[Stored items]
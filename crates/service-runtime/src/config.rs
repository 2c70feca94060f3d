//! # Runtime Configuration
//!
//! Configuration for one service process, read from `EC_*` environment
//! variables. Every field has a default, so an empty environment yields a
//! self-contained process on in-memory backends.
//!
//! ## Validation
//!
//! - Numeric variables must parse; a malformed value is an error, never
//!   silently replaced by the default.
//! - Counts and durations that would disable a mechanism (prefetch 0, lock
//!   TTL 0) are rejected.
//! - Backend URLs must use a scheme compiled into this binary.

use ec_01_connection::ReconnectPolicy;
use ec_02_retry_pipeline::RetryPolicy;
use ec_03_idempotency::{IdempotencyConfig, LockConfig};
use event_telemetry::TelemetryConfig;
use std::str::FromStr;
use std::time::Duration;
use thiserror::Error;

#[derive(Debug, Error, PartialEq, Eq)]
pub enum ConfigError {
    #[error("{var}={value:?} is invalid: {reason}")]
    Invalid {
        var: &'static str,
        value: String,
        reason: String,
    },

    #[error("{var} uses unsupported scheme {scheme:?}")]
    UnsupportedScheme { var: &'static str, scheme: String },

    #[error("{var} needs the `{feature}` feature, which this binary was built without")]
    FeatureDisabled {
        var: &'static str,
        feature: &'static str,
    },
}

/// Where the broker lives.
#[derive(Debug, Clone, PartialEq, Eq)]
pub enum BrokerBackend {
    Memory,
    Amqp(String),
}

/// Where the cache store lives.
#[derive(Debug, Clone, PartialEq, Eq)]
pub enum CacheBackend {
    Memory,
    Redis(String),
}

/// Complete runtime configuration.
#[derive(Debug, Clone)]
pub struct RuntimeConfig {
    pub service_name: String,
    pub broker_url: String,
    pub cache_url: String,
    /// Unacknowledged deliveries per listener.
    pub prefetch: u16,
    /// Wait for broker confirms on every publish.
    pub publish_confirms: bool,
    pub retry: RetryPolicy,
    pub idempotency: IdempotencyConfig,
    pub connect: ReconnectPolicy,
    /// How long in-flight handlers get to finish on shutdown.
    pub shutdown_grace: Duration,
    pub telemetry: TelemetryConfig,
}

impl Default for RuntimeConfig {
    fn default() -> Self {
        let service_name = "order-service".to_string();
        Self {
            telemetry: TelemetryConfig {
                service_name: service_name.clone(),
                ..TelemetryConfig::default()
            },
            service_name,
            broker_url: "memory://".to_string(),
            cache_url: "memory://".to_string(),
            prefetch: 1,
            publish_confirms: false,
            retry: RetryPolicy::default(),
            idempotency: IdempotencyConfig::default(),
            connect: ReconnectPolicy::default(),
            shutdown_grace: Duration::from_secs(10),
        }
    }
}

impl RuntimeConfig {
    /// Load from the process environment.
    pub fn from_env() -> Result<Self, ConfigError> {
        Self::from_lookup(|var| std::env::var(var).ok())
    }

    /// Load from an arbitrary variable source.
    pub fn from_lookup<F>(lookup: F) -> Result<Self, ConfigError>
    where
        F: Fn(&str) -> Option<String>,
    {
        let defaults = Self::default();
        let env = Env { lookup: &lookup };

        let service_name = env.string("EC_SERVICE_NAME", &defaults.service_name);
        let retry = RetryPolicy::new(
            env.parse("EC_MAX_RETRIES", defaults.retry.max_retries)?,
            env.millis("EC_RETRY_DELAY_MS", defaults.retry.delay)?,
        );
        let idempotency = IdempotencyConfig {
            record_ttl: env.secs("EC_IDEMPOTENCY_TTL_SECS", defaults.idempotency.record_ttl)?,
            lock: LockConfig {
                ttl: env.secs("EC_LOCK_TTL_SECS", defaults.idempotency.lock.ttl)?,
                ..defaults.idempotency.lock
            },
        };
        let connect = ReconnectPolicy::exponential(
            env.parse("EC_CONNECT_ATTEMPTS", defaults.connect.max_attempts)?,
            env.millis("EC_CONNECT_DELAY_MS", defaults.connect.initial_delay)?,
            defaults.connect.max_delay,
        );
        let telemetry = TelemetryConfig {
            service_name: service_name.clone(),
            log_level: lookup("EC_LOG_LEVEL")
                .or_else(|| lookup("RUST_LOG"))
                .unwrap_or(defaults.telemetry.log_level),
            console_output: defaults.telemetry.console_output,
            json_logs: env.flag("EC_JSON_LOGS", defaults.telemetry.json_logs)?,
        };

        Ok(Self {
            broker_url: env.string("EC_BROKER_URL", &defaults.broker_url),
            cache_url: env.string("EC_CACHE_URL", &defaults.cache_url),
            prefetch: env.parse("EC_PREFETCH", defaults.prefetch)?,
            publish_confirms: env.flag("EC_PUBLISH_CONFIRMS", defaults.publish_confirms)?,
            shutdown_grace: env.secs("EC_SHUTDOWN_GRACE_SECS", defaults.shutdown_grace)?,
            service_name,
            retry,
            idempotency,
            connect,
            telemetry,
        })
    }

    /// Reject settings that would disable a delivery guarantee.
    pub fn validate(&self) -> Result<(), ConfigError> {
        if self.prefetch == 0 {
            return Err(invalid("EC_PREFETCH", "0", "must be at least 1"));
        }
        if self.retry.delay.is_zero() {
            return Err(invalid("EC_RETRY_DELAY_MS", "0", "must be positive"));
        }
        if self.idempotency.lock.ttl.is_zero() {
            return Err(invalid("EC_LOCK_TTL_SECS", "0", "must be positive"));
        }
        if self.idempotency.record_ttl.is_zero() {
            return Err(invalid("EC_IDEMPOTENCY_TTL_SECS", "0", "must be positive"));
        }
        if self.service_name.trim().is_empty() {
            return Err(invalid("EC_SERVICE_NAME", "", "must not be empty"));
        }
        self.broker_backend()?;
        self.cache_backend()?;
        Ok(())
    }

    pub fn broker_backend(&self) -> Result<BrokerBackend, ConfigError> {
        const VAR: &str = "EC_BROKER_URL";
        match scheme(&self.broker_url) {
            "memory" => Ok(BrokerBackend::Memory),
            "amqp" | "amqps" if cfg!(feature = "amqp") => {
                Ok(BrokerBackend::Amqp(self.broker_url.clone()))
            }
            "amqp" | "amqps" => Err(ConfigError::FeatureDisabled {
                var: VAR,
                feature: "amqp",
            }),
            other => Err(ConfigError::UnsupportedScheme {
                var: VAR,
                scheme: other.to_string(),
            }),
        }
    }

    pub fn cache_backend(&self) -> Result<CacheBackend, ConfigError> {
        const VAR: &str = "EC_CACHE_URL";
        match scheme(&self.cache_url) {
            "memory" => Ok(CacheBackend::Memory),
            "redis" | "rediss" if cfg!(feature = "redis") => {
                Ok(CacheBackend::Redis(self.cache_url.clone()))
            }
            "redis" | "rediss" => Err(ConfigError::FeatureDisabled {
                var: VAR,
                feature: "redis",
            }),
            other => Err(ConfigError::UnsupportedScheme {
                var: VAR,
                scheme: other.to_string(),
            }),
        }
    }

    /// Queue names are prefixed with the service name so that every
    /// service gets its own copy of each event.
    pub fn queue_name(&self, suffix: &str) -> String {
        format!("{}.{}", self.service_name, suffix)
    }
}

struct Env<'a, F> {
    lookup: &'a F,
}

impl<F> Env<'_, F>
where
    F: Fn(&str) -> Option<String>,
{
    fn string(&self, var: &str, default: &str) -> String {
        (self.lookup)(var).unwrap_or_else(|| default.to_string())
    }

    fn parse<T>(&self, var: &'static str, default: T) -> Result<T, ConfigError>
    where
        T: FromStr,
        T::Err: std::fmt::Display,
    {
        match (self.lookup)(var) {
            None => Ok(default),
            Some(raw) => raw
                .trim()
                .parse()
                .map_err(|e: T::Err| invalid(var, &raw, &e.to_string())),
        }
    }

    fn flag(&self, var: &'static str, default: bool) -> Result<bool, ConfigError> {
        match (self.lookup)(var) {
            None => Ok(default),
            Some(raw) => match raw.trim().to_ascii_lowercase().as_str() {
                "true" | "1" | "yes" => Ok(true),
                "false" | "0" | "no" => Ok(false),
                _ => Err(invalid(var, &raw, "expected true or false")),
            },
        }
    }

    fn millis(&self, var: &'static str, default: Duration) -> Result<Duration, ConfigError> {
        let millis = self.parse(var, u64::try_from(default.as_millis()).unwrap_or(u64::MAX))?;
        Ok(Duration::from_millis(millis))
    }

    fn secs(&self, var: &'static str, default: Duration) -> Result<Duration, ConfigError> {
        Ok(Duration::from_secs(self.parse(var, default.as_secs())?))
    }
}

fn invalid(var: &'static str, value: &str, reason: &str) -> ConfigError {
    ConfigError::Invalid {
        var,
        value: value.to_string(),
        reason: reason.to_string(),
    }
}

fn scheme(url: &str) -> &str {
    url.split_once("://").map_or("", |(scheme, _)| scheme)
}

→ **Task statement**:
Whenever the word "const" occurs in a line of the records, that line counts once; state the total alone.

→ **Answer**:
2